• **WHAT THE EXERCISE ASKS**
Below are records; please set down exactly the lines from the first through the one containing "(after @) is empty.".

*** Opening AVAILABLE RECORDS ***

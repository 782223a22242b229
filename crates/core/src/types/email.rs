//! Email address type.

use core::fmt;

use serde::{Deserialize, Serialize};

/// Errors that can occur when parsing an [`Email`].
#[derive(thiserror::Error, Debug, Clone)]
pub enum EmailError {
    /// The input string is empty.
    #[error("email cannot be empty")]
    Empty,
    /// The input string is too long.
    #[error("email must be at most {max} characters")]
    TooLong {
        /// Maximum allowed length.
        max: usize,
    },
    /// The input does not contain an @ symbol.
    #[error("email must contain an @ symbol")]
    MissingAtSymbol,
    /// The local part (before @) is empty.
    #[error("email local part cannot be empty")]
    EmptyLocalPart,
    /// The domain part (after @) is empty.
    #[error("email domain cannot be empty")]
    EmptyDomain,
}

/// An email address.
///
/// This type provides basic validation for email addresses, ensuring they
/// have a valid structure with a local part and domain separated by an @
/// symbol. Full RFC validation is the remote auth provider's job; this only
/// rejects inputs that could never be an address.
///
/// ## Examples
///
/// ```
/// use swiftdrop_core::Email;
///
/// assert!(Email::parse("rider@example.com").is_ok());
/// assert!(Email::parse("no-at-symbol").is_err());
/// assert!(Email::parse("@example.com").is_err());
/// assert!(Email::parse("rider@").is_err());
/// ```
#[derive(Debug, Clone, Serialize, Deserialize, PartialEq, Eq, Hash)]
#[serde(transparent)]
pub struct Email(String);

impl Email {
    /// Maximum length of an email address (RFC 5321).
    pub const MAX_LENGTH: usize = 254;

    /// Parse an `Email` from a string.
    ///
    /// # Errors
    ///
    /// Returns an error if the input:
    /// - Is empty
    /// - Is longer than 254 characters
    /// - Does not contain an @ symbol
    /// - Has an empty local part or domain
    pub fn parse(s: &str) -> Result<Self, EmailError> {
        if s.is_empty() {
            return Err(EmailError::Empty);
        }

        if s.len() > Self::MAX_LENGTH {
            return Err(EmailError::TooLong {
                max: Self::MAX_LENGTH,
            });
        }

        let at_pos = s.find('@').ok_or(EmailError::MissingAtSymbol)?;

        if at_pos == 0 {
            return Err(EmailError::EmptyLocalPart);
        }

        if at_pos == s.len() - 1 {
            return Err(EmailError::EmptyDomain);
        }

        Ok(Self(s.to_owned()))
    }

    /// Returns the email address as a string slice.
    #[must_use]
    pub fn as_str(&self) -> &str {
        &self.0
    }

    /// Consumes the `Email` and returns its inner string.
    #[must_use]
    pub fn into_inner(self) -> String {
        self.0
    }

    /// Returns the local part of the email (before the @).
    ///
    /// Used as the fallback display name for lazily created profiles.
    #[must_use]
    pub fn local_part(&self) -> &str {
        self.0.split('@').next().unwrap_or("")
    }

    /// Returns the domain part of the email (after the @).
    #[must_use]
    pub fn domain(&self) -> &str {
        self.0.split('@').nth(1).unwrap_or("")
    }
}

impl fmt::Display for Email {
    fn fmt(&self, f: &mut fmt::Formatter<'_>) -> fmt::Result {
        write!(f, "{}", self.0)
    }
}

impl AsRef<str> for Email {
    fn as_ref(&self) -> &str {
        &self.0
    }
}

#[cfg(test)]
#[allow(clippy::unwrap_used)]
mod tests {
    use super::*;

    #[test]
    fn test_parse_valid_emails() {
        assert!(Email::parse("rider@example.com").is_ok());
        assert!(Email::parse("rider.name@example.com").is_ok());
        assert!(Email::parse("rider+tag@example.com").is_ok());
        assert!(Email::parse("rider@fleet.example.co.uk").is_ok());
        assert!(Email::parse("a@b.c").is_ok());
    }

    #[test]
    fn test_parse_empty() {
        assert!(matches!(Email::parse(""), Err(EmailError::Empty)));
    }

    #[test]
    fn test_parse_too_long() {
        let long = format!("{}@example.com", "a".repeat(250));
        assert!(matches!(
            Email::parse(&long),
            Err(EmailError::TooLong { .. })
        ));
    }

    #[test]
    fn test_parse_missing_at() {
        assert!(matches!(
            Email::parse("no-at-symbol"),
            Err(EmailError::MissingAtSymbol)
        ));
    }

    #[test]
    fn test_parse_empty_local_part() {
        assert!(matches!(
            Email::parse("@example.com"),
            Err(EmailError::EmptyLocalPart)
        ));
    }

    #[test]
    fn test_parse_empty_domain() {
        assert!(matches!(Email::parse("rider@"), Err(EmailError::EmptyDomain)));
    }

    #[test]
    fn test_parts() {
        let email = Email::parse("rider@example.com").unwrap();
        assert_eq!(email.local_part(), "rider");
        assert_eq!(email.domain(), "example.com");
    }
}
//! Client configuration loaded from environment variables.
//!
//! # Environment Variables
//!
//! ## Required
//! - `SWIFTDROP_API_BASE_URL` - Base URL of the managed backend
//! - `SWIFTDROP_API_KEY` - Project API key issued by the backend
//!
//! ## Optional
//! - `SWIFTDROP_SNAPSHOT_PATH` - Where the local session snapshot is stored
//!   (default: `.swiftdrop/session.json`)

use std::path::PathBuf;

use secrecy::{ExposeSecret, SecretString};
use thiserror::Error;
use url::Url;

/// Blocklist of common placeholder patterns (case-insensitive).
const PLACEHOLDER_PATTERNS: &[&str] = &[
    "your-",
    "changeme",
    "replace",
    "placeholder",
    "example",
    "xxx",
    "insert",
];

/// Configuration errors that can occur during loading.
#[derive(Debug, Error)]
pub enum ConfigError {
    #[error("Missing environment variable: {0}")]
    MissingEnvVar(String),
    #[error("Invalid environment variable {0}: {1}")]
    InvalidEnvVar(String, String),
    #[error("Insecure secret in {0}: {1}")]
    InsecureSecret(String, String),
}

/// SwiftDrop client configuration.
///
/// Implements `Debug` manually to redact the API key.
#[derive(Clone)]
pub struct ClientConfig {
    /// Base URL of the managed backend.
    pub api_base_url: Url,
    /// Project API key sent with every backend request.
    pub api_key: SecretString,
    /// Path of the local session snapshot file.
    pub snapshot_path: PathBuf,
}

impl std::fmt::Debug for ClientConfig {
    fn fmt(&self, f: &mut std::fmt::Formatter<'_>) -> std::fmt::Result {
        f.debug_struct("ClientConfig")
            .field("api_base_url", &self.api_base_url.as_str())
            .field("api_key", &"[REDACTED]")
            .field("snapshot_path", &self.snapshot_path)
            .finish()
    }
}

impl ClientConfig {
    /// Load configuration from environment variables.
    ///
    /// Calls `dotenvy::dotenv()` to load from `.env` file if present.
    ///
    /// # Errors
    ///
    /// Returns `ConfigError` if required variables are missing or invalid,
    /// or if the API key looks like a placeholder.
    pub fn from_env() -> Result<Self, ConfigError> {
        // Load .env file if present (ignore errors if not found)
        let _ = dotenvy::dotenv();

        let api_base_url = get_required_env("SWIFTDROP_API_BASE_URL")?;
        let api_base_url = Url::parse(&api_base_url).map_err(|e| {
            ConfigError::InvalidEnvVar("SWIFTDROP_API_BASE_URL".to_string(), e.to_string())
        })?;

        let api_key = get_required_env("SWIFTDROP_API_KEY")?;
        validate_api_key(&api_key, "SWIFTDROP_API_KEY")?;

        let snapshot_path = PathBuf::from(get_env_or_default(
            "SWIFTDROP_SNAPSHOT_PATH",
            ".swiftdrop/session.json",
        ));

        Ok(Self {
            api_base_url,
            api_key: SecretString::from(api_key),
            snapshot_path,
        })
    }

    /// Expose the API key for request construction.
    #[must_use]
    pub fn api_key(&self) -> &str {
        self.api_key.expose_secret()
    }
}

// =============================================================================
// Helper Functions
// =============================================================================

/// Get a required environment variable.
fn get_required_env(key: &str) -> Result<String, ConfigError> {
    std::env::var(key).map_err(|_| ConfigError::MissingEnvVar(key.to_string()))
}

/// Get an environment variable with a default value.
fn get_env_or_default(key: &str, default: &str) -> String {
    std::env::var(key).unwrap_or_else(|_| default.to_string())
}

/// Validate that the API key is not empty and not a placeholder.
fn validate_api_key(key: &str, var_name: &str) -> Result<(), ConfigError> {
    if key.is_empty() {
        return Err(ConfigError::InsecureSecret(
            var_name.to_string(),
            "must not be empty".to_string(),
        ));
    }

    let lower = key.to_lowercase();
    for pattern in PLACEHOLDER_PATTERNS {
        if lower.contains(pattern) {
            return Err(ConfigError::InsecureSecret(
                var_name.to_string(),
                format!("appears to be a placeholder (contains '{pattern}')"),
            ));
        }
    }

    Ok(())
}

*** Closing AVAILABLE RECORDS ***

• **RESULT OF THE EXERCISE**
repository 782223a22242b229
filename crates/core/src/types/email.rs
//! Email address type.

use core::fmt;

use serde::{Deserialize, Serialize};

/// Errors that can occur when parsing an [`Email`].
#[derive(thiserror::Error, Debug, Clone)]
pub enum EmailError {
    /// The input string is empty.
    #[error("email cannot be empty")]
    Empty,
    /// The input string is too long.
    #[error("email must be at most {max} characters")]
    TooLong {
        /// Maximum allowed length.
        max: usize,
    },
    /// The input does not contain an @ symbol.
    #[error("email must contain an @ symbol")]
    MissingAtSymbol,
    /// The local part (before @) is empty.
    #[error("email local part cannot be empty")]
    EmptyLocalPart,
    /// The domain part (after @) is empty.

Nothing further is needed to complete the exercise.